Patent Application
20240110551
Apparatuses and methods consistent with example embodiments relate to a pump suitable for subcutaneous delivery of a liquid pharmaceutical product, and more particularly, to a hard seal, compact, positive displacement pump with a reciprocating motion.
Diabetes is a group of diseases characterized by high levels of blood glucose resulting from the inability of diabetic patients to maintain proper levels of insulin production when required. Diabetes can be dangerous to the affected patient if it is not treated, and it can lead to serious health complications and premature death. However, such complications can be minimized by utilizing one or more treatment options to help control the diabetes and reduce the risk of complications.
The treatment options for diabetic patients include specialized diets, oral medications and/or insulin therapy. An effective method for insulin therapy and managing diabetes is infusion therapy or infusion pump therapy in which an insulin pump is used. An insulin delivery device (IDD) may include an insulin pump that can provide continuous infusion of insulin to a diabetic patient at varying rates in order to more closely match the functions and behavior of a properly operating pancreas of a non-diabetic person that produces the required insulin, and the insulin pump can help the diabetic patient maintain his/her blood glucose level within target ranges based on the diabetic patient's individual needs. Infusion pump therapy requires an infusion cannula, typically in the form of an infusion needle or a flexible catheter, that pierces the diabetic patient's skin and through which infusion of insulin takes place. Infusion pump therapy offers the advantages of continuous infusion of insulin, precision dosing, and programmable delivery schedules.
Currently, there are two principal modes of daily insulin therapy for the treatment of type 1 diabetes. The first mode includes syringes and insulin pens that require a needle stick at each injection, typically three to four times per day that are simple to use and relatively low in cost. Another widely adopted and effective method of treatment for managing diabetes is the use of an insulin pump. Insulin pumps can help the user keep blood glucose levels within target ranges based on individual needs, by continuous infusion of insulin. By using an insulin pump, the user can match insulin therapy to lifestyle, rather than matching lifestyle to how an insulin injection is working for the user.
Conventional insulin pumps are capable of delivering rapid or short-acting insulin 24 hours a day through a catheter placed under the skin. Insulin doses are typically administered at a basal rate and in a bolus dose. Basal insulin is delivered continuously over 24 hours, and keeps the user's blood glucose levels in a consistent range between meals and overnight. Some insulin pumps are capable of programming the basal rate of insulin to vary according to the different times of the day and night. Bolus doses are typically administered when the user takes a meal, and generally provide a single additional insulin injection to balance the carbohydrates consumed. Some conventional insulin pumps enable the user to program the volume of the bolus dose in accordance with the size or type of the meal consumed. Conventional insulin pumps also enable a user to take in a correctional or supplemental bolus of insulin to compensate for a low blood glucose level at the time the user is calculating a meal bolus.

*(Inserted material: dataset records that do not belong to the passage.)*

//! Key-indexed disjoint-set forest
//!
//! Interns arbitrary `Eq + Hash` keys to dense indices and delegates
//! find/union to [`UnionFind`], so both forests share one implementation of
//! path compression and union by rank (including the tie-break).

use rustc_hash::FxHashMap;
use std::borrow::Borrow;
use std::collections::hash_map::Entry;
use std::fmt::Debug;
use std::hash::Hash;

use super::union_find::UnionFind;
use crate::errors::{ForestError, Result};
use crate::features::disjoint_set::domain::{ForestStats, Rank};
use crate::features::disjoint_set::ports::DisjointSets;
use crate::shared::models::VertexId;

/// Disjoint-set forest over arbitrary hashable keys
///
/// Keys are never removed; sets only merge.
#[derive(Debug, Clone)]
pub struct DisjointSetForest<K> {
    /// Key → dense index
    ids: FxHashMap<K, VertexId>,

    /// Dense index → key (registration order)
    keys: Vec<K>,

    /// Underlying Union-Find
    uf: UnionFind,
}

impl<K> Default for DisjointSetForest<K> {
    fn default() -> Self {
        Self {
            ids: FxHashMap::default(),
            keys: Vec::new(),
            uf: UnionFind::empty(),
        }
    }
}

impl<K> DisjointSetForest<K> {
    pub fn new() -> Self {
        Self::default()
    }

    pub fn with_capacity(capacity: usize) -> Self {
        Self {
            ids: FxHashMap::with_capacity_and_hasher(capacity, Default::default()),
            keys: Vec::with_capacity(capacity),
            uf: UnionFind::with_capacity(capacity),
        }
    }

    /// Number of registered keys
    #[inline]
    pub fn len(&self) -> usize {
        self.keys.len()
    }

    #[inline]
    pub fn is_empty(&self) -> bool {
        self.keys.is_empty()
    }

    /// Number of disjoint sets
    #[inline]
    pub fn set_count(&self) -> usize {
        self.uf.count()
    }

    /// Registered keys in registration order
    pub fn keys(&self) -> impl Iterator<Item = &K> {
        self.keys.iter()
    }

    pub fn stats(&self) -> ForestStats {
        self.uf.stats()
    }
}

impl<K> DisjointSetForest<K>
where
    K: Eq + Hash + Clone + Debug,
{
    /// Register `key` as a new singleton set
    ///
    /// Idempotent: a key that already exists keeps its set and rank.
    /// Fails with `InvalidArgument` only when the forest already holds
    /// `u32::MAX + 1` keys.
    pub fn make_set(&mut self, key: K) -> Result<()> {
        let next = self.keys.len();
        match self.ids.entry(key) {
            Entry::Occupied(_) => Ok(()),
            Entry::Vacant(entry) => {
                let id = VertexId::try_from(next).map_err(|_| {
                    ForestError::invalid_argument(format!(
                        "Forest is full: cannot register more than {} keys",
                        next
                    ))
                })?;
                self.keys.push(entry.key().clone());
                entry.insert(id);
                self.uf.make_set(id);
                Ok(())
            }
        }
    }

    /// Register every key from `keys` (see [`make_set`](Self::make_set))
    pub fn make_sets<I>(&mut self, keys: I) -> Result<()>
    where
        I: IntoIterator<Item = K>,
    {
        for key in keys {
            self.make_set(key)?;
        }
        Ok(())
    }

    pub fn contains<Q>(&self, key: &Q) -> bool
    where
        K: Borrow<Q>,
        Q: Hash + Eq + ?Sized,
    {
        self.ids.contains_key(key)
    }

    fn id_of<Q>(&self, key: &Q) -> Result<VertexId>
    where
        K: Borrow<Q>,
        Q: Hash + Eq + Debug + ?Sized,
    {
        self.ids
            .get(key)
            .copied()
            .ok_or_else(|| ForestError::not_found(key))
    }

    /// Representative key of the set containing `key`
    ///
    /// Compresses the path: every key visited on the way to the root is
    /// repointed directly at it. Fails with `NotFound` if `key` was never
    /// registered.
    pub fn find_set<Q>(&mut self, key: &Q) -> Result<K>
    where
        K: Borrow<Q>,
        Q: Hash + Eq + Debug + ?Sized,
    {
        let id = self.id_of(key)?;
        let root = self.uf.find(id);
        Ok(self.keys[root as usize].clone())
    }

    /// Merge the sets containing `first` and `second` by rank
    ///
    /// The root with the smaller rank goes under the larger one. On equal
    /// ranks `first`'s root goes under `second`'s root, whose rank grows by
    /// one. A no-op when both keys already share a set. Both keys are
    /// resolved before anything is mutated.
    pub fn union_sets<Q>(&mut self, first: &Q, second: &Q) -> Result<()>
    where
        K: Borrow<Q>,
        Q: Hash + Eq + Debug + ?Sized,
    {
        let a = self.id_of(first)?;
        let b = self.id_of(second)?;
        self.uf.union(a, b);
        Ok(())
    }

    /// Whether both keys belong to the same set
    pub fn connected<Q>(&mut self, first: &Q, second: &Q) -> Result<bool>
    where
        K: Borrow<Q>,
        Q: Hash + Eq + Debug + ?Sized,
    {
        let a = self.id_of(first)?;
        let b = self.id_of(second)?;
        Ok(self.uf.connected(a, b))
    }

    /// Stored rank of `key`
    ///
    /// Only meaningful while `key` is a root; for a root it bounds the
    /// height of its subtree.
    pub fn rank<Q>(&self, key: &Q) -> Result<Rank>
    where
        K: Borrow<Q>,
        Q: Hash + Eq + Debug + ?Sized,
    {
        Ok(self.uf.rank(self.id_of(key)?))
    }

    /// Number of keys in the set containing `key`
    pub fn set_size<Q>(&mut self, key: &Q) -> Result<usize>
    where
        K: Borrow<Q>,
        Q: Hash + Eq + Debug + ?Sized,
    {
        let id = self.id_of(key)?;
        Ok(self.uf.set_size(id) as usize)
    }

    /// Representative keys, in registration order
    pub fn roots(&self) -> Vec<K> {
        self.uf
            .roots()
            .into_iter()
            .map(|root| self.keys[root as usize].clone())
            .collect()
    }

    /// All sets as a map: representative key → member keys (registration order)
    pub fn sets(&mut self) -> FxHashMap<K, Vec<K>> {
        self.uf
            .sets()
            .into_iter()
            .map(|(root, members)| {
                let members = members
                    .into_iter()
                    .map(|id| self.keys[id as usize].clone())
                    .collect();
                (self.keys[root as usize].clone(), members)
            })
            .collect()
    }
}

impl<K> DisjointSets for DisjointSetForest<K>
where
    K: Eq + Hash + Clone + Debug,
{
    type Key = K;

    fn make_set(&mut self, key: K) -> Result<()> {
        DisjointSetForest::make_set(self, key)
    }

    fn find_set(&mut self, key: &K) -> Result<K> {
        DisjointSetForest::find_set(self, key)
    }

    fn union_sets(&mut self, first: &K, second: &K) -> Result<()> {
        DisjointSetForest::union_sets(self, first, second)
    }
}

There are many advantages of conventional insulin pumps over other methods of diabetes treatment. Insulin pumps deliver insulin over time rather than in single injections and thus typically result in less variation within the blood glucose range that is recommended by the American Diabetes Association. Conventional insulin pumps also reduce the number of needle sticks which the patient must endure, and make diabetes management easier and more effective for the user, thus considerably enhancing the quality of the user's life.
A major disadvantage of existing insulin pumps is that, in spite of their portability, they include multiple components and can be heavy and cumbersome to use. They are also typically more expensive than other methods of treatment. From a lifestyle standpoint, the conventional pump with its associated tubing and infusion set can be inconvenient and bothersome for the user.
Unlike a conventional infusion pump, a patch pump is an integrated device that combines most or all of the fluidic components, including the fluid reservoir, pumping mechanism and a mechanism for automatically inserting the cannula, in a single housing which is adhesively attached to an infusion site on the patient's skin, and does not require the use of a separate infusion or tubing set. Some patch pumps wirelessly communicate with a separate controller (as in one device sold by Insulet Corporation under the brand name OmniPod®), while others are completely self-contained. Such devices are replaced on a frequent basis, such as every three days, when the insulin supply is exhausted.
As a patch pump is designed to be a self-contained unit that is worn by the diabetic patient, it is preferable to be as small as possible so that it does not interfere with the activities of the user. In order to minimize discomfort to the user, it is preferable to minimize the overall dimension of the patch pump. However, in order to minimize the overall dimensions of the patch pump, its constituent parts should be reduced in size as much as possible.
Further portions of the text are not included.